Check every line of the entries below for the word "Creates", then give only the number of lines that have it.

###

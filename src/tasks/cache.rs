//! Result cache mapping task ids to their current status.

use super::model::{Task, TaskResult, TaskStatus, format_timestamp};
use chrono::{DateTime, Utc};
use dashmap::DashMap;
use dashmap::mapref::entry::Entry;
use serde_json::Value;
use tracing::debug;

/// Number of results in each state.
#[derive(Debug, Clone, Copy, Default, PartialEq, Eq)]
pub struct TaskCounts {
    /// Queued results.
    pub queued: usize,
    /// Processing results.
    pub processing: usize,
    /// Completed results.
    pub completed: usize,
    /// Failed results.
    pub failed: usize,
}

/// Task results keyed by task id.
///
/// Only the task processor writes; every transition is checked against the
/// lifecycle so a result never moves backwards.
#[derive(Debug, Default)]
pub struct ResultCache {
    entries: DashMap<String, TaskResult>,
}

impl ResultCache {
    /// Creates an empty cache.
    #[must_use]
    pub fn new() -> Self {
        Self {
            entries: DashMap::new(),
        }
    }

    /// Inserts a queued result for `task`. Returns `false` if the id is taken.
    pub(crate) fn insert_queued(&self, task: &Task) -> bool {
        match self.entries.entry(task.task_id.clone()) {
            Entry::Occupied(_) => false,
            Entry::Vacant(slot) => {
                slot.insert(TaskResult::queued(task));
                true
            }
        }
    }

    pub(crate) fn remove(&self, task_id: &str) {
        self.entries.remove(task_id);
    }

    /// Returns a snapshot of the result for `task_id`.
    #[must_use]
    pub fn get(&self, task_id: &str) -> Option<TaskResult> {
        self.entries.get(task_id).map(|r| r.clone())
    }

    pub(crate) fn mark_processing(&self, task_id: &str, at: DateTime<Utc>) -> bool {
        self.transition(task_id, TaskStatus::Processing, |r| {
            r.started_at = Some(format_timestamp(at));
        })
    }

    pub(crate) fn mark_completed(&self, task_id: &str, result: Value, at: DateTime<Utc>) -> bool {
        self.transition(task_id, TaskStatus::Completed, |r| {
            r.completed_at = Some(format_timestamp(at));
            r.result = Some(result);
            r.success = Some(true);
        })
    }

    pub(crate) fn mark_failed(&self, task_id: &str, error: String, at: DateTime<Utc>) -> bool {
        self.transition(task_id, TaskStatus::Failed, |r| {
            r.completed_at = Some(format_timestamp(at));
            r.error = Some(error);
            r.success = Some(false);
        })
    }

    /// Fails every result that has not finished: queued ones with
    /// `queued_error`, processing ones with `processing_error`. Returns the
    /// number failed.
    pub(crate) fn fail_unfinished(
        &self,
        queued_error: &str,
        processing_error: &str,
        at: DateTime<Utc>,
    ) -> usize {
        let mut failed = 0;
        for mut entry in self.entries.iter_mut() {
            let error = match entry.status {
                TaskStatus::Queued => queued_error,
                TaskStatus::Processing => processing_error,
                TaskStatus::Completed | TaskStatus::Failed => continue,
            };
            let result = entry.value_mut();
            result.status = TaskStatus::Failed;
            result.completed_at = Some(format_timestamp(at));
            result.error = Some(error.to_string());
            result.success = Some(false);
            failed += 1;
        }
        failed
    }

    fn transition(
        &self,
        task_id: &str,
        next: TaskStatus,
        apply: impl FnOnce(&mut TaskResult),
    ) -> bool {
        let Some(mut entry) = self.entries.get_mut(task_id) else {
            debug!("Task {} vanished before moving to {}", task_id, next);
            return false;
        };
        if !entry.status.can_transition_to(next) {
            debug!(
                "Ignoring transition of task {} from {} to {}",
                task_id, entry.status, next
            );
            return false;
        }
        entry.status = next;
        apply(entry.value_mut());
        true
    }

    /// Removes results submitted at or before `cutoff`, and any whose
    /// submission time cannot be parsed. A `cutoff` of `None` removes only
    /// the unparseable ones. Returns the number removed.
    pub fn purge(&self, cutoff: Option<DateTime<Utc>>) -> usize {
        let before = self.entries.len();
        self.entries.retain(|_, result| match result.submitted_at() {
            Some(submitted) => cutoff.is_none_or(|cutoff| submitted > cutoff),
            None => false,
        });
        before.saturating_sub(self.entries.len())
    }

    /// Counts results by status.
    #[must_use]
    pub fn counts(&self) -> TaskCounts {
        let mut counts = TaskCounts::default();
        for entry in self.entries.iter() {
            match entry.status {
                TaskStatus::Queued => counts.queued += 1,
                TaskStatus::Processing => counts.processing += 1,
                TaskStatus::Completed => counts.completed += 1,
                TaskStatus::Failed => counts.failed += 1,
            }
        }
        counts
    }

    /// Number of results held.
    #[must_use]
    pub fn len(&self) -> usize {
        self.entries.len()
    }

    /// Whether the cache is empty.
    #[must_use]
    pub fn is_empty(&self) -> bool {
        self.entries.is_empty()
    }
}
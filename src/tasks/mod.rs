//! Asynchronous signal-parsing tasks: queue, worker loop and result cache.

pub mod cache;
pub mod model;
pub mod parser;
pub mod processor;

pub use cache::{ResultCache, TaskCounts};
pub use model::{Task, TaskResult, TaskStatus};
pub use parser::{ParseError, PassthroughParser, SignalParser};
pub use processor::{ABANDONED_ERROR, SHUTDOWN_ERROR, SubmitError, TaskProcessor, TaskStats};
//! Application state management.

use crate::config::{Config, ConfigError};
use crate::ratelimit::AdmissionController;
use crate::tasks::{SignalParser, TaskProcessor};
use std::sync::Arc;
use tracing::info;

/// Application state shared across all handlers.
#[derive(Clone)]
pub struct AppState {
    /// Admission controller guarding every request.
    pub admission: Arc<AdmissionController>,
    /// Asynchronous signal parsing processor.
    pub tasks: Arc<TaskProcessor>,
    /// Application configuration.
    pub config: Arc<Config>,
}

impl AppState {
    /// Creates the application state from configuration.
    ///
    /// The task processor is created stopped; call [`AppState::start`] from
    /// within a tokio runtime to spawn its worker.
    ///
    /// # Errors
    /// Returns error if the rate limit configuration is invalid.
    pub fn from_config(config: Config, parser: Arc<dyn SignalParser>) -> Result<Self, ConfigError> {
        let admission = Arc::new(AdmissionController::new(&config.rate_limit)?);
        let tasks = Arc::new(TaskProcessor::new(&config.tasks, parser));

        info!(
            "Admission control {} with {} route rules",
            if admission.is_enabled() {
                "enabled"
            } else {
                "disabled"
            },
            config.rate_limit.routes.len()
        );

        Ok(Self {
            admission,
            tasks,
            config: Arc::new(config),
        })
    }

    /// Creates the application state from already-built components.
    #[must_use]
    pub fn with_components(
        config: Config,
        admission: Arc<AdmissionController>,
        tasks: Arc<TaskProcessor>,
    ) -> Self {
        Self {
            admission,
            tasks,
            config: Arc::new(config),
        }
    }

    /// Starts background workers.
    pub fn start(&self) {
        self.tasks.start();
    }

    /// Stops background workers, failing any task that never started.
    pub async fn shutdown(&self) {
        self.tasks.stop().await;
    }
}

###

Solution: 3